Baltimore (17-10) knocked a season-high-tying 17 hits as the Orioles earned a split of the series with Boston (15-13). The Orioles had lost two straight and five of their previous eight games.
“We actually seemed like we played a baseball game tonight instead of all the drama, so we’re looking forward to getting back in that flow again,” Orioles manager Buck Showalter said.
Dustin Pedroia slugged a solo homer to move into sole possession of eighth place on the Red Sox’s career hits list with 1,708.
It was the former AL MVP’s first dinger in 29 games dating back to last Sept. 25 at Tampa Bay.
Xander Bogaerts also drove in a run for Boston.
Red Sox starter Kyle Kendrick (0-1) allowed six runs, eight hits and two walks with one strikeout in four innings. It was his first major league start since Oct. 2, 2015, with Colorado.
“It wasn’t the game that I planned to have,” Kendrick said. “All I can do is get ready for my next start, throw well in the next one and this one’s forgotten about.”
Boston finished its nine-game homestand that saw it take two out of three games against the Chicago Cubs and lose twice to the AL East-leading New York Yankees at 4-5.
“There was a lot here over the 10, 11 days that we were here,” Red Sox manager John Farrell said. “Unfortunately, the bottom line is 4-5 is not what you’re looking to do on the homestand against good teams.”
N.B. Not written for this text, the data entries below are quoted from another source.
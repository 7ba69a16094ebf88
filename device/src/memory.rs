//! Device addresses and owned device allocations.

use std::sync::Arc;

use snafu::ensure;

use crate::driver::Driver;
use crate::error::{OutOfBoundsSnafu, Result};
use crate::stream::StreamId;

/// Raw device address.
///
/// Addresses are plain integers on the host side; they are only ever
/// dereferenced by the device.
#[derive(Debug, Clone, Copy, PartialEq, Eq, Hash, PartialOrd, Ord, Default, derive_more::Display)]
#[display("{_0:#x}")]
pub struct DevicePtr(pub u64);

impl DevicePtr {
    pub const NULL: Self = Self(0);

    pub const fn addr(self) -> u64 {
        self.0
    }

    pub const fn is_null(self) -> bool {
        self.0 == 0
    }

    /// Address `bytes` past this one, or `None` on overflow.
    pub fn offset(self, bytes: usize) -> Option<Self> {
        let bytes = u64::try_from(bytes).ok()?;
        self.0.checked_add(bytes).map(Self)
    }
}

impl From<u64> for DevicePtr {
    fn from(addr: u64) -> Self {
        Self(addr)
    }
}

/// Placement of an allocation.
#[derive(Debug, Clone, Copy, PartialEq, Eq, Hash, Default, strum::Display)]
pub enum MemoryKind {
    /// Regular device memory.
    #[default]
    Device,
    /// Host memory mapped into the device address space.
    HostPinned,
}

/// An owned device allocation, released exactly once when dropped.
#[derive(Debug)]
pub struct DeviceBuffer {
    driver: Arc<dyn Driver>,
    ptr: DevicePtr,
    size: usize,
    kind: MemoryKind,
}

impl DeviceBuffer {
    pub fn allocate(driver: &Arc<dyn Driver>, size: usize, kind: MemoryKind) -> Result<Self> {
        let ptr = driver.malloc(size, kind)?;
        tracing::trace!(%ptr, size, %kind, "device buffer allocated");
        Ok(Self { driver: Arc::clone(driver), ptr, size, kind })
    }

    pub fn ptr(&self) -> DevicePtr {
        self.ptr
    }

    pub fn size(&self) -> usize {
        self.size
    }

    pub fn kind(&self) -> MemoryKind {
        self.kind
    }

    /// Synchronously copy `src` to `offset` within this buffer.
    pub fn copyin(&self, offset: usize, src: &[u8]) -> Result<()> {
        let dst = self.checked_range(offset, src.len())?;
        self.driver.memcpy_htod(dst, src)
    }

    /// Enqueue a copy of `src` to `offset` on `stream`.
    ///
    /// The copy is ordered before any later work on the same stream.
    pub fn copyin_async(&self, offset: usize, src: &[u8], stream: StreamId) -> Result<()> {
        let dst = self.checked_range(offset, src.len())?;
        self.driver.memcpy_htod_async(dst, src, stream)
    }

    /// Synchronously copy `dst.len()` bytes starting at `offset` back to the host.
    pub fn copyout(&self, offset: usize, dst: &mut [u8]) -> Result<()> {
        let src = self.checked_range(offset, dst.len())?;
        self.driver.memcpy_dtoh(dst, src)
    }

    fn checked_range(&self, offset: usize, size: usize) -> Result<DevicePtr> {
        let end = offset.checked_add(size);
        ensure!(
            end.is_some_and(|end| end <= self.size),
            OutOfBoundsSnafu { addr: self.ptr.offset(offset).unwrap_or(self.ptr), size, allocation_size: self.size }
        );
        Ok(self.ptr.offset(offset).unwrap_or(self.ptr))
    }
}

impl Drop for DeviceBuffer {
    fn drop(&mut self) {
        if let Err(error) = self.driver.free(self.ptr) {
            tracing::warn!(ptr = %self.ptr, size = self.size, %error, "failed to release device buffer");
        }
    }
}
Andrew Benintendi teased a game-changing grand slam with two outs in the Red Sox’s seventh, but his deep fly ball to right field was tracked down by defensive replacement Joey Rickard.
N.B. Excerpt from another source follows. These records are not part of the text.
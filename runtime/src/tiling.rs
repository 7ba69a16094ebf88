//! Tiling injection.
//!
//! Bridges the external tiling service into the argument layout. The tiling
//! payload is copied into the tiling-data region of the argument buffer and
//! reaches the device together with the rest of the arguments, on the launch
//! stream and ahead of the launch.
//!
//! The region size depends only on the operator's declared maximum tiling
//! size and the enabled diagnostics, never on the live payload length:
//!
//! ```text
//! [payload, zero padded to align8(max_tiling_size)][live length?][exception region addr?]
//! ```

use smallvec::SmallVec;
use snafu::{OptionExt, ResultExt, ensure};
use tessel_device::DevicePtr;

use crate::args_format::TilingScalar;
use crate::buffer::align8;
use crate::config::PlatformInfo;
use crate::descriptor::OperatorDescriptor;
use crate::error::*;

/// Result of one tiling service invocation.
#[derive(Debug, Clone, PartialEq, Eq, Default)]
pub struct TilingResult {
    pub block_dim: u32,
    pub tiling_key: u64,
    pub needs_atomic_clear: bool,
    pub schedule_mode: u32,
    pub local_memory_size: u32,
    pub workspace_sizes: Vec<usize>,
    pub data: Vec<u8>,
}

/// External operator tiling service.
pub trait TilingService: Send + Sync {
    fn tiling(&self, op: &OperatorDescriptor, platform: &PlatformInfo) -> Result<TilingResult, ServiceError>;
}

/// Shape of the tiling-data region.
#[derive(Debug, Clone, Copy, PartialEq, Eq, Default)]
pub struct TilingLayout {
    /// Payload capacity, `align8(max_tiling_size)`.
    pub capacity: usize,
    /// Trailing word with the live payload length.
    pub mem_check: bool,
    /// Trailing word with the device address of the exception region.
    pub exception_dump: bool,
}

impl TilingLayout {
    pub fn for_op(op: &OperatorDescriptor, mem_check: bool) -> Result<Self> {
        let capacity = align8(op.attrs.max_tiling_size).context(CapacityOverflowSnafu { what: "tiling capacity" })?;
        Ok(Self { capacity, mem_check, exception_dump: op.attrs.exception_dump })
    }

    pub fn region_size(&self) -> Result<usize> {
        let extras = 8 * (usize::from(self.mem_check) + usize::from(self.exception_dump));
        self.capacity.checked_add(extras).context(CapacityOverflowSnafu { what: "tiling region" })
    }

    pub fn length_offset(&self) -> Option<usize> {
        self.mem_check.then_some(self.capacity)
    }

    pub fn exception_addr_offset(&self) -> Option<usize> {
        self.exception_dump.then(|| self.capacity + 8 * usize::from(self.mem_check))
    }
}

/// Tiling result of one invocation, bounded by the operator's declared
/// maximum and paired with its region layout.
#[derive(Debug, Clone, PartialEq, Eq)]
pub struct TilingBlob {
    pub block_dim: u32,
    pub tiling_key: u64,
    pub needs_atomic_clear: bool,
    pub schedule_mode: u32,
    pub local_memory_size: u32,
    pub workspace_sizes: SmallVec<[usize; 4]>,
    pub data: Vec<u8>,
    pub layout: TilingLayout,
}

impl TilingBlob {
    pub fn from_result(op: &OperatorDescriptor, result: TilingResult, mem_check: bool) -> Result<Self> {
        let layout = TilingLayout::for_op(op, mem_check)?;
        ensure!(
            result.data.len() <= op.attrs.max_tiling_size,
            TilingTooLargeSnafu { op: &op.name, size: result.data.len(), max: op.attrs.max_tiling_size }
        );

        Ok(Self {
            block_dim: result.block_dim,
            tiling_key: result.tiling_key,
            needs_atomic_clear: result.needs_atomic_clear,
            schedule_mode: result.schedule_mode,
            local_memory_size: result.local_memory_size,
            workspace_sizes: result.workspace_sizes.into(),
            data: result.data,
            layout,
        })
    }

    /// Launch parameters of a static kernel, taken from its attributes.
    pub fn fixed(op: &OperatorDescriptor) -> Self {
        Self {
            block_dim: op.attrs.block_dim,
            tiling_key: 0,
            needs_atomic_clear: op.attrs.needs_atomic_clear,
            schedule_mode: op.attrs.schedule_mode,
            local_memory_size: op.attrs.local_memory_size,
            workspace_sizes: op.workspaces.iter().copied().collect(),
            data: Vec::new(),
            layout: TilingLayout { exception_dump: op.attrs.exception_dump, ..Default::default() },
        }
    }

    pub fn scalar(&self, scalar: TilingScalar) -> u64 {
        match scalar {
            TilingScalar::TilingKey => self.tiling_key,
            TilingScalar::BlockDim => u64::from(self.block_dim),
        }
    }

    /// Bytes of the tiling-data region.
    pub fn region_bytes(&self, exception_addr: DevicePtr) -> Result<Vec<u8>> {
        let mut bytes = vec![0u8; self.layout.region_size()?];
        ensure!(
            self.data.len() <= self.layout.capacity,
            CapacityExceededSnafu { what: "tiling data", size: self.data.len(), limit: self.layout.capacity }
        );
        bytes[..self.data.len()].copy_from_slice(&self.data);

        if let Some(offset) = self.layout.length_offset() {
            bytes[offset..offset + 8].copy_from_slice(&(self.data.len() as u64).to_le_bytes());
        }
        if let Some(offset) = self.layout.exception_addr_offset() {
            bytes[offset..offset + 8].copy_from_slice(&exception_addr.addr().to_le_bytes());
        }
        Ok(bytes)
    }
}

/// Calls the tiling service on behalf of task construction.
pub struct TilingInjector<'a> {
    service: &'a dyn TilingService,
    platform: &'a PlatformInfo,
    mem_check: bool,
}

impl<'a> TilingInjector<'a> {
    pub fn new(service: &'a dyn TilingService, platform: &'a PlatformInfo, mem_check: bool) -> Self {
        Self { service, platform, mem_check }
    }

    /// Tile `op`. Static operators get their fixed launch parameters without
    /// calling the service.
    #[tracing::instrument(skip_all, fields(op.name = %op.name))]
    pub fn inject(&self, op: &OperatorDescriptor) -> Result<TilingBlob> {
        if !op.has_tiling() {
            return Ok(TilingBlob::fixed(op));
        }

        let result = self.service.tiling(op, self.platform).context(TilingFailedSnafu { op: &op.name })?;
        let blob = TilingBlob::from_result(op, result, self.mem_check)?;
        tracing::debug!(
            tiling_key = blob.tiling_key,
            block_dim = blob.block_dim,
            tiling.size = blob.data.len(),
            atomic = blob.needs_atomic_clear,
            "tiling injected"
        );
        Ok(blob)
    }
}

/// Outputs and workspaces zero-filled before the main kernel.
#[derive(Debug, Clone, PartialEq, Eq, Default)]
pub struct AtomicSubset {
    /// Flattened output instances.
    pub outputs: SmallVec<[usize; 4]>,
    pub workspaces: SmallVec<[usize; 4]>,
}

impl AtomicSubset {
    pub fn is_empty(&self) -> bool {
        self.outputs.is_empty() && self.workspaces.is_empty()
    }

    pub fn contains_workspace(&self, index: usize) -> bool {
        self.workspaces.contains(&index)
    }
}

/// Empty unless the blob asks for atomic clear. Otherwise the operator's
/// flagged outputs, plus its flagged workspaces that exist in the blob with a
/// non-zero size.
pub fn derive_atomic_subset(op: &OperatorDescriptor, blob: &TilingBlob) -> AtomicSubset {
    if !blob.needs_atomic_clear {
        return AtomicSubset::default();
    }

    let outputs = op.attrs.atomic_outputs.iter().copied().collect();
    let workspaces = op
        .attrs
        .atomic_workspaces
        .iter()
        .enumerate()
        .filter(|&(index, &flagged)| flagged && blob.workspace_sizes.get(index).is_some_and(|&size| size > 0))
        .map(|(index, _)| index)
        .collect();

    AtomicSubset { outputs, workspaces }
}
Baltimore led 8-3 through five innings after RBI singles from Hardy and Jones in the fifth.
Machado provided the highlight of the Orioles’ five-run fourth with a 466-foot homer that cleared the Green Monster in left. Smith preceded the blast with a two-run double.
Boston led 3-1 after Pedroia’s homer in the third. Smith’s steal of home on a double steal put Baltimore on the board in the top half of the inning.
“It’s a little different than a traditional stolen base, so it’s really just a circumstantial thing where they said go if they throw at second, and I went,” said Smith, who had not stolen a base since May 20, 2014.
Bogaerts’ first-inning RBI single produced two runs as Hanley Ramirez astutely scored from first on the play when Bogaerts got caught in a pickle between first and second.